Во второй половине дня через Уденкур, Монтиньи и Вэкулёр в Нёвилль-ле-Вэкулёр, где места расквартирования показались мне чуть лучше. Приют я нашел в доме одного вышедшего на пенсию служащего Северной железной дороги, который, как и многие, ему подобные, по завершении срока службы вернулся в родные края. К сожалению, мухи из всех окрестных коровников слетаются на свидание в мою комнату.

В постели, как обычно очень удобной, я читал во французском переводе «Голубой карбункул» Конан Дойла. Такого рода вещи увлекают читателя описаниями подробностей охоты на человека и изощренных способов выслеживания.


НЁВИЛЛЬ-ЛЕ-ВЭКУЛЁР, 16 июля 1940 года

Из-за затора на дороге под Нанси продолжение марша дивизии задерживается на день. Поэтому я еще раз вернулся в Пансэ, а к обеду был в Невилле.

Во второй половине дня я, поскольку мы находились совсем рядом, совершил вылазку в Домреми. Городок опоясывали свежие могилы, например, могила лейтенанта Якоба Райнерса, павшего там в возрасте двадцати трех лет 26 июня у самой дороги на Гро.

Я видел дом со скромной обстановкой и ту самую комнату, где родилась дева[180]. Все, на мой взгляд, содержалось хорошо и скромно, совершенно безо всякой примеси музейности, какую я обнаружил затем в небольшой церкви.

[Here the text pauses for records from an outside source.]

pub mod forecasts;
pub mod health;
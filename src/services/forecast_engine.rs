//! Per-reagent fit, projection and monthly aggregation.

use chrono::NaiveDate;
use metrics::counter;
use tracing::{debug, warn};

use crate::config::ForecastSettings;
use crate::errors::ServiceError;
use crate::ml::ForecastModel;
use crate::models::{ConsumptionSeries, MonthlyForecast, ReagentSummary, SkipReason};
use crate::services::{aggregation, summary};

/// What the pipeline does with one reagent.
#[derive(Clone, Debug, PartialEq)]
pub enum ReagentOutcome {
    Forecast {
        months: Vec<MonthlyForecast>,
        summary: ReagentSummary,
    },
    Skip(SkipReason),
}

/// Runs fit → project → filter → aggregate → summarize for one reagent.
///
/// Sparse history and an empty aggregate are reported as
/// [`ReagentOutcome::Skip`]; model failures are errors.
pub fn forecast_reagent<M: ForecastModel>(
    model: &M,
    series: &ConsumptionSeries,
    settings: &ForecastSettings,
    today: NaiveDate,
) -> Result<ReagentOutcome, ServiceError> {
    if series.len() < settings.min_data_points {
        return Ok(skip(
            series,
            SkipReason::InsufficientData {
                available: series.len(),
                required: settings.min_data_points,
            },
        ));
    }

    let fitted = model.fit(series)?;
    let mut points = model.project(&fitted, settings.horizon_days)?;
    points.retain(|p| p.date >= today);

    let months = aggregation::aggregate_monthly(&points);
    if months.is_empty() {
        return Ok(skip(series, SkipReason::EmptyAggregate));
    }

    debug!(
        reagent_id = series.reagent_id,
        months = months.len(),
        "Reagent forecast aggregated"
    );
    let summary = summary::summarize(&series.reagent_name, &months);
    Ok(ReagentOutcome::Forecast { months, summary })
}

fn skip(series: &ConsumptionSeries, reason: SkipReason) -> ReagentOutcome {
    warn!(
        reagent_id = series.reagent_id,
        reagent_name = %series.reagent_name,
        %reason,
        "Skipping reagent"
    );
    counter!("reagent_forecast.reagent.skipped", 1);
    ReagentOutcome::Skip(reason)
}
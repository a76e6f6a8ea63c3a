//! Trend models fitted on a reagent's consumption history.
//!
//! [`LinearTrendModel`] fits `quantity = intercept + slope * t` by ordinary
//! least squares, where `t` is the number of days since the first
//! observation. Gaps between observations are kept as real calendar
//! distance, so zero-quantity days must stay in the series.

use chrono::{Days, NaiveDate};

use crate::errors::ServiceError;
use crate::models::{ConsumptionSeries, ForecastPoint};

/// Fit / project capability used by the forecast pipeline.
pub trait ForecastModel: Send + Sync {
    type Fitted: Send;

    /// Fits the model on a date-ordered series.
    fn fit(&self, series: &ConsumptionSeries) -> Result<Self::Fitted, ServiceError>;

    /// Returns in-sample values for every history date followed by one
    /// point per day for `horizon_days` days after the last history date.
    fn project(
        &self,
        fitted: &Self::Fitted,
        horizon_days: u32,
    ) -> Result<Vec<ForecastPoint>, ServiceError>;
}

/// Ordinary least squares trend over calendar days.
#[derive(Clone, Copy, Debug, Default)]
pub struct LinearTrendModel;

impl LinearTrendModel {
    pub fn new() -> Self {
        Self
    }
}

/// A fitted linear trend.
#[derive(Clone, Debug, PartialEq)]
pub struct LinearTrend {
    origin: NaiveDate,
    intercept: f64,
    slope: f64,
    r_squared: f64,
    history: Vec<NaiveDate>,
}

impl LinearTrend {
    /// Trend per day
    pub fn slope(&self) -> f64 {
        self.slope
    }

    pub fn intercept(&self) -> f64 {
        self.intercept
    }

    /// Coefficient of determination on the training data
    pub fn r_squared(&self) -> f64 {
        self.r_squared
    }

    /// Projected value on `date`.
    pub fn predict_at(&self, date: NaiveDate) -> f64 {
        let t = (date - self.origin).num_days() as f64;
        self.intercept + self.slope * t
    }
}

impl ForecastModel for LinearTrendModel {
    type Fitted = LinearTrend;

    fn fit(&self, series: &ConsumptionSeries) -> Result<LinearTrend, ServiceError> {
        let origin = series.first_date().ok_or_else(|| {
            ServiceError::ModelError(format!(
                "cannot fit reagent {} on an empty series",
                series.reagent_id
            ))
        })?;
        if series.len() < 2 {
            return Err(ServiceError::ModelError(format!(
                "linear trend needs at least 2 points, reagent {} has {}",
                series.reagent_id,
                series.len()
            )));
        }

        let xs: Vec<f64> = series
            .points
            .iter()
            .map(|(date, _)| (*date - origin).num_days() as f64)
            .collect();
        // Non-finite quantities count as zero consumption.
        let ys: Vec<f64> = series
            .points
            .iter()
            .map(|(_, y)| if y.is_finite() { *y } else { 0.0 })
            .collect();

        let n = xs.len() as f64;
        let mean_x = xs.iter().sum::<f64>() / n;
        let mean_y = ys.iter().sum::<f64>() / n;

        // Centered sums keep precision for long histories.
        let sxx: f64 = xs.iter().map(|x| (x - mean_x).powi(2)).sum();
        let sxy: f64 = xs
            .iter()
            .zip(&ys)
            .map(|(x, y)| (x - mean_x) * (y - mean_y))
            .sum();

        if sxx.abs() < 1e-10 {
            return Err(ServiceError::ModelError(
                "singular design: all observations share one date".to_string(),
            ));
        }

        let slope = sxy / sxx;
        let intercept = mean_y - slope * mean_x;

        let ss_tot: f64 = ys.iter().map(|y| (y - mean_y).powi(2)).sum();
        let ss_res: f64 = xs
            .iter()
            .zip(&ys)
            .map(|(x, y)| (y - (intercept + slope * x)).powi(2))
            .sum();
        let r_squared = if ss_tot > 1e-10 {
            1.0 - ss_res / ss_tot
        } else {
            1.0
        };

        Ok(LinearTrend {
            origin,
            intercept,
            slope,
            r_squared,
            history: series.points.iter().map(|(date, _)| *date).collect(),
        })
    }

    fn project(
        &self,
        fitted: &LinearTrend,
        horizon_days: u32,
    ) -> Result<Vec<ForecastPoint>, ServiceError> {
        let last = fitted.history.last().copied().ok_or_else(|| {
            ServiceError::ModelError("cannot project an unfitted trend".to_string())
        })?;

        let mut points = Vec::with_capacity(fitted.history.len() + horizon_days as usize);
        points.extend(fitted.history.iter().map(|date| ForecastPoint {
            date: *date,
            value: fitted.predict_at(*date),
        }));

        for offset in 1..=u64::from(horizon_days) {
            let date = last.checked_add_days(Days::new(offset)).ok_or_else(|| {
                ServiceError::ModelError(format!("horizon overflows the calendar after {}", last))
            })?;
            points.push(ForecastPoint {
                date,
                value: fitted.predict_at(date),
            });
        }

        Ok(points)
    }
}

#[cfg(test)]
mod tests {
    use super::*;
    use assert_matches::assert_matches;
    use rstest::rstest;

    fn date(y: i32, m: u32, d: u32) -> NaiveDate {
        NaiveDate::from_ymd_opt(y, m, d).unwrap()
    }

    fn daily(values: &[f64]) -> ConsumptionSeries {
        let start = date(2024, 1, 1);
        let points = values
            .iter()
            .enumerate()
            .map(|(i, v)| (start + Days::new(i as u64), *v))
            .collect();
        ConsumptionSeries::new(1, "Ethanol", points)
    }

    #[test]
    fn recovers_exact_line() {
        let model = LinearTrendModel::new();
        let fitted = model.fit(&daily(&[10.0, 12.0, 14.0, 16.0, 18.0, 20.0])).unwrap();

        assert!((fitted.slope() - 2.0).abs() < 1e-9);
        assert!((fitted.intercept() - 10.0).abs() < 1e-9);
        assert!((fitted.r_squared() - 1.0).abs() < 1e-9);
    }

    #[test]
    fn uses_calendar_distance_between_observations() {
        // Same values at irregular dates: the slope is per day, not per index.
        let series = ConsumptionSeries::new(
            1,
            "Ethanol",
            vec![(date(2024, 1, 1), 0.0), (date(2024, 1, 11), 10.0)],
        );
        let fitted = LinearTrendModel.fit(&series).unwrap();
        assert!((fitted.slope() - 1.0).abs() < 1e-9);
        assert!((fitted.predict_at(date(2024, 1, 21)) - 20.0).abs() < 1e-9);
    }

    #[rstest]
    #[case(0)]
    #[case(1)]
    #[case(30)]
    #[case(365)]
    fn projection_covers_history_then_horizon(#[case] horizon: u32) {
        let model = LinearTrendModel;
        let series = daily(&[1.0, 2.0, 3.0, 4.0]);
        let fitted = model.fit(&series).unwrap();
        let points = model.project(&fitted, horizon).unwrap();

        assert_eq!(points.len(), series.len() + horizon as usize);
        assert_eq!(points[0].date, date(2024, 1, 1));
        let last = points.last().unwrap();
        assert_eq!(
            last.date,
            date(2024, 1, 4) + Days::new(u64::from(horizon))
        );
        assert!(points.windows(2).all(|w| w[0].date < w[1].date));
    }

    #[test]
    fn flat_series_projects_flat() {
        let model = LinearTrendModel;
        let fitted = model.fit(&daily(&[5.0; 12])).unwrap();
        let points = model.project(&fitted, 10).unwrap();
        assert!(points.iter().all(|p| (p.value - 5.0).abs() < 1e-9));
    }

    #[test]
    fn rejects_degenerate_input() {
        let model = LinearTrendModel;
        assert_matches!(
            model.fit(&ConsumptionSeries::new(4, "Empty", vec![])),
            Err(ServiceError::ModelError(_))
        );
        assert_matches!(model.fit(&daily(&[3.0])), Err(ServiceError::ModelError(_)));
    }

    #[test]
    fn non_finite_quantities_fit_as_zero() {
        let model = LinearTrendModel;
        let coerced = model
            .fit(&daily(&[4.0, f64::NAN, 8.0, f64::INFINITY]))
            .unwrap();
        let zeros = model.fit(&daily(&[4.0, 0.0, 8.0, 0.0])).unwrap();

        assert!(coerced.slope().is_finite());
        assert!((coerced.slope() - zeros.slope()).abs() < 1e-12);
        assert!((coerced.intercept() - zeros.intercept()).abs() < 1e-12);
    }
}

Здесь на одной иконе я прочитал прекрасное изречение: «Vitam pro fide dedit»[181] — мне кажется, что только по-латыни вещи могут быть выражены в столь чеканной лапидарности.

Решив выпить чашку кофе, я заглянул в небольшую гостиницу, причем хозяйка тотчас же поприветствовала меня обычным:

— Ah, mon pauvre monsieur, tout est pillé.[182]

Итак, мы поехали дальше, в Нёфшато. Старый, тесно застроенный город нес на себе следы бомбардировок; вдоль домов тоже тянулись линии воронок от танковых снарядов. Жизнь на улицах казалась парализованной, словно с перерезанными сухожилиями; она еще не пришла в себя. После таких катастроф работа возобновляется, прежде всего, на полях, затем подключаются торговля и ремесло. Но прежде всего человек опять начинает играть, как я увидел на примере детей. Один офицер, принимавший участие во вступлении в Париж, рассказал мне, что первым человеком, на которого они наткнулись на обезлюдевших улицах, оказался пожилой рыболов, мирно сидевший на берегу Сены.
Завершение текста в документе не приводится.